Translated by Jeffrey Green
It’s late 1938.
Thomas Heiselberg has built a career in Berlin as a market researcher for an American advertising company.
In Leningrad, twenty-two-year-old Sasha Weissberg has grown up eavesdropping on the intellectual conversations in her parents’ literary salon.
They each have grand plans for their lives. Neither of them thinks about politics too much, but after catastrophe strikes they will have no choice.
Thomas puts his research skills to work elaborating Nazi propaganda. Sasha persuades herself that working as a literary editor of confessions for Stalin’s secret police is the only way to save her family.
When destiny brings them together, they will have to face the consequences of the decisions they have made.
Nir Baram’s Good People has been showered with praise in many countries. With its acute awareness of the individual amid towering historical landscapes, it is a tour de force: sparkling, erudite, a glimpse into the abyss.
‘Quite possibly, Dostoyevsky would write like this if he lived in Israel today.’
‘Written with great talent, momentum and ingenuity…it expands the borders of literature to reveal new landscapes.’
‘One of the most intriguing writers in Israeli literature today.’
‘[Baram] asks what kind of people would choose to serve…empires of falsehood with their eyes open and their minds sharp. Not monsters or even cynics, he answers in a pacey, plot-heavy novel of dramatic events and big ideas, but gifted storytellers fuelled by ordinary motives of love, loyalty or ambition.’
‘Good People rewards the reader’s patience while mining a tragic sense of irony that extends all the way to its title.’
‘Baram uses intense geographical plotting and is chillingly eloquent…[Good People] is tremendous. I read it in two sittings and I learned a lot. How does a man in his early 30s know how to write like this?’
‘Good People is a richly textured panorama of German and Russian life…This ample novel lives most memorably through Baram’s vignettes of people, dwellings, cities, landscapes and the like that seem to lie, at times, at the periphery of its central concerns.’
‘A groundbreaker…Riveting reading.’
‘Good People is the tale of ordinary, middle-class lives sucked into a moral maelstrom. It is compulsive and profoundly disturbing.’

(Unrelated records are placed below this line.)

//! Event messages: outbound notifications describing a state change.
//!
//! Every event shares one envelope; only the `value` object differs between
//! event kinds:
//!
//! ```json
//! {
//!   "header": {"payloadVersion": 2, "signatureVersion": 1},
//!   "payload": {
//!     "action": "currentTemperature",
//!     "cause": {"type": "PERIODIC_POLL"},
//!     "createdAt": 1700000000,
//!     "deviceId": "...",
//!     "replyToken": "...",
//!     "type": "event",
//!     "value": {"humidity": -1.0, "temperature": 21.4}
//!   }
//! }
//! ```

use std::fmt;

use serde::{Deserialize, Serialize};
use uuid::Uuid;

use crate::id::DeviceId;
use crate::message::{Header, MessageType};
use crate::payload::Payload;
use crate::time::unix_timestamp;

/// Why an event fired.
#[derive(Debug, Clone, PartialEq, Eq, Serialize, Deserialize)]
pub struct Cause {
    #[serde(rename = "type")]
    kind: String,
}

impl Cause {
    /// Scheduled report.
    pub const PERIODIC_POLL: &'static str = "PERIODIC_POLL";
    /// Someone operated the device directly.
    pub const PHYSICAL_INTERACTION: &'static str = "PHYSICAL_INTERACTION";

    /// A cause with an arbitrary tag.
    #[must_use]
    pub fn new(kind: impl Into<String>) -> Self {
        Self { kind: kind.into() }
    }

    #[must_use]
    pub fn periodic_poll() -> Self {
        Self::new(Self::PERIODIC_POLL)
    }

    #[must_use]
    pub fn physical_interaction() -> Self {
        Self::new(Self::PHYSICAL_INTERACTION)
    }

    #[must_use]
    pub fn as_str(&self) -> &str {
        &self.kind
    }
}

impl fmt::Display for Cause {
    fn fmt(&self, f: &mut fmt::Formatter<'_>) -> fmt::Result {
        f.write_str(&self.kind)
    }
}

impl From<&str> for Cause {
    fn from(kind: &str) -> Self {
        Self::new(kind)
    }
}

impl From<String> for Cause {
    fn from(kind: String) -> Self {
        Self::new(kind)
    }
}

/// An outbound event envelope.
#[derive(Debug, Clone, PartialEq, Serialize, Deserialize)]
pub struct EventMessage {
    pub header: Header,
    pub payload: EventPayload,
}

/// Body of an [`EventMessage`].
#[derive(Debug, Clone, PartialEq, Serialize, Deserialize)]
#[serde(rename_all = "camelCase")]
pub struct EventPayload {
    pub action: String,
    pub cause: Cause,
    pub created_at: i64,
    pub device_id: String,
    pub reply_token: Uuid,
    #[serde(rename = "type")]
    pub kind: MessageType,
    pub value: Payload,
}

impl EventMessage {
    /// A fresh envelope for `action` on `device_id` with an empty value object.
    #[must_use]
    pub fn new(device_id: &DeviceId, action: impl Into<String>, cause: Cause) -> Self {
        Self {
            header: Header::default(),
            payload: EventPayload {
                action: action.into(),
                cause,
                created_at: unix_timestamp(),
                device_id: device_id.to_string(),
                reply_token: Uuid::new_v4(),
                kind: MessageType::Event,
                value: Payload::new(),
            },
        }
    }

    /// The event name.
    #[must_use]
    pub fn action(&self) -> &str {
        &self.payload.action
    }

    /// Mutable access to the value object.
    pub fn value_mut(&mut self) -> &mut Payload {
        &mut self.payload.value
    }
}

/// Quantize a reading to the nearest tenth: `round(value * 10) / 10`.
///
/// The arithmetic stays in `f32` and ties round away from zero, so
/// `0.35_f32` (stored as `0.34999999`) still lands on `0.4`.
#[must_use]
pub fn round_to_tenth(value: f32) -> f32 {
    (value * 10.0).round() / 10.0
}

#[cfg(test)]
mod tests {
    use super::*;
    use serde_json::json;

    fn device() -> DeviceId {
        DeviceId::new("thermostat-1").unwrap()
    }

    #[test]
    fn should_round_up_to_nearest_tenth() {
        assert_eq!(round_to_tenth(21.37).to_bits(), 21.4_f32.to_bits());
    }

    #[test]
    fn should_round_down_to_nearest_tenth() {
        assert_eq!(round_to_tenth(21.34).to_bits(), 21.3_f32.to_bits());
    }

    #[test]
    fn should_round_ties_away_from_zero() {
        assert_eq!(round_to_tenth(0.25).to_bits(), 0.3_f32.to_bits());
        assert_eq!(round_to_tenth(-0.25).to_bits(), (-0.3_f32).to_bits());
    }

    #[test]
    fn should_round_with_f32_multiplication() {
        assert_eq!(round_to_tenth(0.35).to_bits(), 0.4_f32.to_bits());
    }

    #[test]
    fn should_build_empty_envelope() {
        let event = EventMessage::new(&device(), "currentTemperature", Cause::periodic_poll());
        assert_eq!(event.action(), "currentTemperature");
        assert_eq!(event.payload.device_id, "thermostat-1");
        assert_eq!(event.payload.cause.as_str(), "PERIODIC_POLL");
        assert_eq!(event.payload.kind, MessageType::Event);
        assert!(event.payload.value.is_empty());
    }

    #[test]
    fn should_use_fresh_reply_token_per_event() {
        let a = EventMessage::new(&device(), "targetTemperature", Cause::physical_interaction());
        let b = EventMessage::new(&device(), "targetTemperature", Cause::physical_interaction());
        assert_ne!(a.payload.reply_token, b.payload.reply_token);
    }

    #[test]
    fn should_serialize_wire_envelope() {
        let mut event = EventMessage::new(&device(), "setThermostatMode", Cause::from("APP"));
        event.value_mut().insert_str("thermostatMode", "COOL");

        let value = serde_json::to_value(&event).unwrap();

        assert_eq!(value["header"], json!({"payloadVersion": 2, "signatureVersion": 1}));
        assert_eq!(value["payload"]["action"], "setThermostatMode");
        assert_eq!(value["payload"]["cause"], json!({"type": "APP"}));
        assert_eq!(value["payload"]["deviceId"], "thermostat-1");
        assert_eq!(value["payload"]["type"], "event");
        assert_eq!(value["payload"]["value"], json!({"thermostatMode": "COOL"}));
    }

    #[test]
    fn should_roundtrip_through_json() {
        let mut event = EventMessage::new(&device(), "targetTemperature", Cause::periodic_poll());
        event.value_mut().insert_f32("temperature", 21.5);
        let text = serde_json::to_string(&event).unwrap();
        let parsed: EventMessage = serde_json::from_str(&text).unwrap();
        assert_eq!(parsed, event);
    }
}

‘A taut, compelling novel that’s hard to put down…By creating an imaginary situation, Baram also refreshes the discourse away from clichés and stereotypes. It shows how people who were indifferent to politics can be sucked into its grasp.’
‘Precise and evocative, Good People is a riveting glimpse into a different place and a different time.’
‘Astonishingly powerful…[A] compelling, important story.’
‘[Nir Baram’s] narrative anatomises the malleability and fragility of truth, during lives of monstrous brutality and incoherence. Order is ephemeral; chaos is always just a falter away. Meaning and morality are quickly twisted. Unrelenting and undeniable, this is a savage, sometimes horrifyingly comic, autopsy on the warping of once-decent people.’
‘Good People has been showered with praise for its elegance prose and scope…By putting the types of people who brought about the Second World War under a microscope, Baram creates an allegorical warning bell.’
‘Chillingly captures the terrors and tensions of life under Stalin and Hitler. The chapters set in Russia are particularly effective, carrying the suspense of a spy thriller. Nir Baram explores the frightening speed and ease with which ordinary people become functionaries in totalitarian societies.’
‘Good People is a subtle, original, and fascinating take on the wartime story. We forget that the brutality was as much a bureaucratic effort as a military one. We forget that even the most massive, most evil forces are comprised of moving human parts. If Good People has a moral, it is this: the totalitarian state will attempt to possess the individual by co-opting his (relatively innocent) instincts—ambition, greed, security and love. The question at heart is if it is possible within an evil system to be good.’